What is needed: Filter out every line below that lacks "fixed", and copy the rest.

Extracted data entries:

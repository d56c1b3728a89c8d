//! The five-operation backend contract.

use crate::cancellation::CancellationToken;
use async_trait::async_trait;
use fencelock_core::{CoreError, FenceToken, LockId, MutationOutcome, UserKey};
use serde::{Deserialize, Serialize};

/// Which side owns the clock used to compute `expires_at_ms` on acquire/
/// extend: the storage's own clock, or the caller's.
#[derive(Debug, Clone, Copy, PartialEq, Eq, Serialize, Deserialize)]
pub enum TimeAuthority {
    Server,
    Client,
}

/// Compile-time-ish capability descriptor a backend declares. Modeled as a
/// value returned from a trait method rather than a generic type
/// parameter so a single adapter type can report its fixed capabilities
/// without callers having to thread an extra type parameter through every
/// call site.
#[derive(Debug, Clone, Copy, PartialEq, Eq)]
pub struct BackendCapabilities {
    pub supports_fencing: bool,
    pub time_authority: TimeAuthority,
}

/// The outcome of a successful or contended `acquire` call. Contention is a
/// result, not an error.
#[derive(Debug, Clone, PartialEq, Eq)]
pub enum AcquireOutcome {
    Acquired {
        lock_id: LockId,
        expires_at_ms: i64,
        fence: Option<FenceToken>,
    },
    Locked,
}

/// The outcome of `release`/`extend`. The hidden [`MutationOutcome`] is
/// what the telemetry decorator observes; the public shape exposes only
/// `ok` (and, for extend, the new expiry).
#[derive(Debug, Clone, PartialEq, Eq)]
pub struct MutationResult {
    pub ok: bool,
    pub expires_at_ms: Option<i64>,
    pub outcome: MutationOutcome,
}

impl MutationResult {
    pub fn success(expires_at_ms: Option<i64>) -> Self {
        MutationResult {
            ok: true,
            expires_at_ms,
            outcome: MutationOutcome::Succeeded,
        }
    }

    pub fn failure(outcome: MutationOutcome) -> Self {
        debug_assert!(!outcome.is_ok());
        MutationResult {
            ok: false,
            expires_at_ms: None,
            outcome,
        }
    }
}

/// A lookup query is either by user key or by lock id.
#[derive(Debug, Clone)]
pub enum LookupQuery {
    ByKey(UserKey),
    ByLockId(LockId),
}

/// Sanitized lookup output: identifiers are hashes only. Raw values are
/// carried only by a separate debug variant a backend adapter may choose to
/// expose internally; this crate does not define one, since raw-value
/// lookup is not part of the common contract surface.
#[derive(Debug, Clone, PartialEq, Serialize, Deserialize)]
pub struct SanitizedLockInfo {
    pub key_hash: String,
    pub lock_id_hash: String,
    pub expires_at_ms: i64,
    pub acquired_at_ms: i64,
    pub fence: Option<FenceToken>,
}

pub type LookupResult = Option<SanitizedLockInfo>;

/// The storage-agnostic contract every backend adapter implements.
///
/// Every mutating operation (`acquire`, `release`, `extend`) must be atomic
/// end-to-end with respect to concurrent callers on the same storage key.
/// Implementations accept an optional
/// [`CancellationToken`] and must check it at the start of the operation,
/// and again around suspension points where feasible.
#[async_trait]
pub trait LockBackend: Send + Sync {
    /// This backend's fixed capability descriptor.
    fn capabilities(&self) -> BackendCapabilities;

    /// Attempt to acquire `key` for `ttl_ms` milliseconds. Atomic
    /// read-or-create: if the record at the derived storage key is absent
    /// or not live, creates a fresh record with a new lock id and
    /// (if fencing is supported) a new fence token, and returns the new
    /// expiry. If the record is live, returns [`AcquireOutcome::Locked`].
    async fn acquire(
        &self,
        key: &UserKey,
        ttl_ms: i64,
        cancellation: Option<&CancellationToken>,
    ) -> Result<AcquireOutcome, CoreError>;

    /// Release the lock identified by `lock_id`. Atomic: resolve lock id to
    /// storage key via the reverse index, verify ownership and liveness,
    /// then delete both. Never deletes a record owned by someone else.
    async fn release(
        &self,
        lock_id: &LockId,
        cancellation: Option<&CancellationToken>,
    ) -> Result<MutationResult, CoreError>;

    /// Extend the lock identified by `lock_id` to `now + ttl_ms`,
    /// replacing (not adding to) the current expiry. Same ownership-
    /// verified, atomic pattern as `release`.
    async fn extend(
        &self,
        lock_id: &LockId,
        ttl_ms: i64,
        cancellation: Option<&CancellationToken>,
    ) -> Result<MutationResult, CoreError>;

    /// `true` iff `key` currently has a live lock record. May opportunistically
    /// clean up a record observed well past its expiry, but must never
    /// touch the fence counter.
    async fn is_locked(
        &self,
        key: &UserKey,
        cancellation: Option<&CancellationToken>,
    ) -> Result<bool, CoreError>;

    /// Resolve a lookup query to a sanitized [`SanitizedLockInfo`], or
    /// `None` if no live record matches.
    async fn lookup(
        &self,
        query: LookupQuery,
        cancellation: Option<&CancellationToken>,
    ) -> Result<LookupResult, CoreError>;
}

==

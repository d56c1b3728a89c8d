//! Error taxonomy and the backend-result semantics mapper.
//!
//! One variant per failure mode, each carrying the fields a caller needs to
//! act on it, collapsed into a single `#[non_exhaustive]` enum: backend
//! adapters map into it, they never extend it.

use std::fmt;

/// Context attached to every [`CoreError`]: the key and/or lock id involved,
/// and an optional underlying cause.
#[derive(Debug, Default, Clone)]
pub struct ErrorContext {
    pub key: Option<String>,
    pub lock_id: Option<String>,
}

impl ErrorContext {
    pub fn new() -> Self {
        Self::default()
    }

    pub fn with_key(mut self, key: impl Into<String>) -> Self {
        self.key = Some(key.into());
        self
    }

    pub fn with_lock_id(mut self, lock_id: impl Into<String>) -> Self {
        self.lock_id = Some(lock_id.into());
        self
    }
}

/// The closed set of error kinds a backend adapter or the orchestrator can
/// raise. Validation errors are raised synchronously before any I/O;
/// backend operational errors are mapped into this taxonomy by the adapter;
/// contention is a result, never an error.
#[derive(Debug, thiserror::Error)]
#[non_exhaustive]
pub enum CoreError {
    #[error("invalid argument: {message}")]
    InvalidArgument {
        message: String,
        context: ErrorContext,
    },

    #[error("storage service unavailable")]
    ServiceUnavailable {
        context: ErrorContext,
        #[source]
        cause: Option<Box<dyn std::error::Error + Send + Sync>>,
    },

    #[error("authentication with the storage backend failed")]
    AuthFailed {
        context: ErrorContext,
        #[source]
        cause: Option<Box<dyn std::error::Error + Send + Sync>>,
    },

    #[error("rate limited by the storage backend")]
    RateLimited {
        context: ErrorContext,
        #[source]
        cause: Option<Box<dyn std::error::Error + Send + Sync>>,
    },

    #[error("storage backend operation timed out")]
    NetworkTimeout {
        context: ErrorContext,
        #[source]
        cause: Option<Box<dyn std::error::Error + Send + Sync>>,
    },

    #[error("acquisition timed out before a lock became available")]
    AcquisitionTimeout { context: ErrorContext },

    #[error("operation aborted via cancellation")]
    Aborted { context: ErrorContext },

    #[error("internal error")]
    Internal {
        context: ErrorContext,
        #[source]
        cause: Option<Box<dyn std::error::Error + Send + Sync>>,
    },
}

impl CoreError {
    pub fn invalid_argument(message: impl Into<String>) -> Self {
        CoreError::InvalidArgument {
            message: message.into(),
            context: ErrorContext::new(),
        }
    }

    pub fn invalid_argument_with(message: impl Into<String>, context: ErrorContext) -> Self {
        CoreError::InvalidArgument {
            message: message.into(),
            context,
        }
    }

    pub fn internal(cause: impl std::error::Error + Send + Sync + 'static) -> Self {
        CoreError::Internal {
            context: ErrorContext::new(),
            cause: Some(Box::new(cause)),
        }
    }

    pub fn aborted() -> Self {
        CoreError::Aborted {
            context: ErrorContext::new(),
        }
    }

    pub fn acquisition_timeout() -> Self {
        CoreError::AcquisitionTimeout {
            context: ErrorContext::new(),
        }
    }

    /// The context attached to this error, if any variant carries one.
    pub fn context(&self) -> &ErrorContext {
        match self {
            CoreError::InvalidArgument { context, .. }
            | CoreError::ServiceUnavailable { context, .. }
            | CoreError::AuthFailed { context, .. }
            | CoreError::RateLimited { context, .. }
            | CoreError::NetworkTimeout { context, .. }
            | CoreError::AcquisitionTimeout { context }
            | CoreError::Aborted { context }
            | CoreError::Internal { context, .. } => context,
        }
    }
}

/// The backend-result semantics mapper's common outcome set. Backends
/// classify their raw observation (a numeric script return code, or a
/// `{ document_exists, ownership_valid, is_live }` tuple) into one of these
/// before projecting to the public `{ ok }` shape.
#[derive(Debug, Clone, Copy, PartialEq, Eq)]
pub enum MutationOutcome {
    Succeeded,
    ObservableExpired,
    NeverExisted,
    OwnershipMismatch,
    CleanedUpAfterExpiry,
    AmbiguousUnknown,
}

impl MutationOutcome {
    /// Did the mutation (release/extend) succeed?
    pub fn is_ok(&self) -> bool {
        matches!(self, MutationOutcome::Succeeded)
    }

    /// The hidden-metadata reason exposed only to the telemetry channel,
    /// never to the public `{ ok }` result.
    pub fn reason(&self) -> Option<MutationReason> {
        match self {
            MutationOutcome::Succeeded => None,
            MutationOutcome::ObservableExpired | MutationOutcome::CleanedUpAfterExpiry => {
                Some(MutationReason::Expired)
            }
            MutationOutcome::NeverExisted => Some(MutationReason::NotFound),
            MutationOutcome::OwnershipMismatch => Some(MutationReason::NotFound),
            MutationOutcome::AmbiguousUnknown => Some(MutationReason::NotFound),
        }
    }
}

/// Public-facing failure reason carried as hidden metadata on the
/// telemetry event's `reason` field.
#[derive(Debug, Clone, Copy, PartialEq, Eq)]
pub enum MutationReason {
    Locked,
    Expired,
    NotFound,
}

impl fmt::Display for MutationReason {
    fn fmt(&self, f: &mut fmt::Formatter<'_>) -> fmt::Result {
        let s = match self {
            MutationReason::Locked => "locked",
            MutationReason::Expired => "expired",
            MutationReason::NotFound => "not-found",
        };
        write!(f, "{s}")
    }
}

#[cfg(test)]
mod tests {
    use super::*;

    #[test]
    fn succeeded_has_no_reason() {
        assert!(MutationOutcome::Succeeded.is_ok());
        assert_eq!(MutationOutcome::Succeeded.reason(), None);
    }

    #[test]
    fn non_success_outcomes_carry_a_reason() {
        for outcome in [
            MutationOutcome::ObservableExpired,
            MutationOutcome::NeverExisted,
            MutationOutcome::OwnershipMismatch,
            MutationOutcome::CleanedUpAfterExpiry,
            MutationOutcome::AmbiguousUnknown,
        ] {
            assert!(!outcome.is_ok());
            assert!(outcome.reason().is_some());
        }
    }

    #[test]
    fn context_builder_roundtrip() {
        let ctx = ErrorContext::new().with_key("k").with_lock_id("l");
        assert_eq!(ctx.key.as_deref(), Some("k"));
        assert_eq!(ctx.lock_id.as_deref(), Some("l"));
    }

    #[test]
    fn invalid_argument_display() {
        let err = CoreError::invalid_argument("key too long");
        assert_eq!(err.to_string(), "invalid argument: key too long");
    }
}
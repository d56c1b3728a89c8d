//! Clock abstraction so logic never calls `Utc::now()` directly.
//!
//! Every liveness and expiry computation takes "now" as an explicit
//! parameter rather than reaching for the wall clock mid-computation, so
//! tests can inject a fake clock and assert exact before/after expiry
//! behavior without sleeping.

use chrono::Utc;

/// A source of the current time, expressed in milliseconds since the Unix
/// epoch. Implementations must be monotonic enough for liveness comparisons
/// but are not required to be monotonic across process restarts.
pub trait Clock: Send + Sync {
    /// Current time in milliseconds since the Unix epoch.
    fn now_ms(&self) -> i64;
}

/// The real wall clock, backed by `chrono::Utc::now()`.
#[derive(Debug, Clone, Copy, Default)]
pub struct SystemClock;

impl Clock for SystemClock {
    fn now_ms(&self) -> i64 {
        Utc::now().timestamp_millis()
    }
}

Solution to this task:
/// parameter so a single adapter type can report its fixed capabilities
    /// This backend's fixed capability descriptor.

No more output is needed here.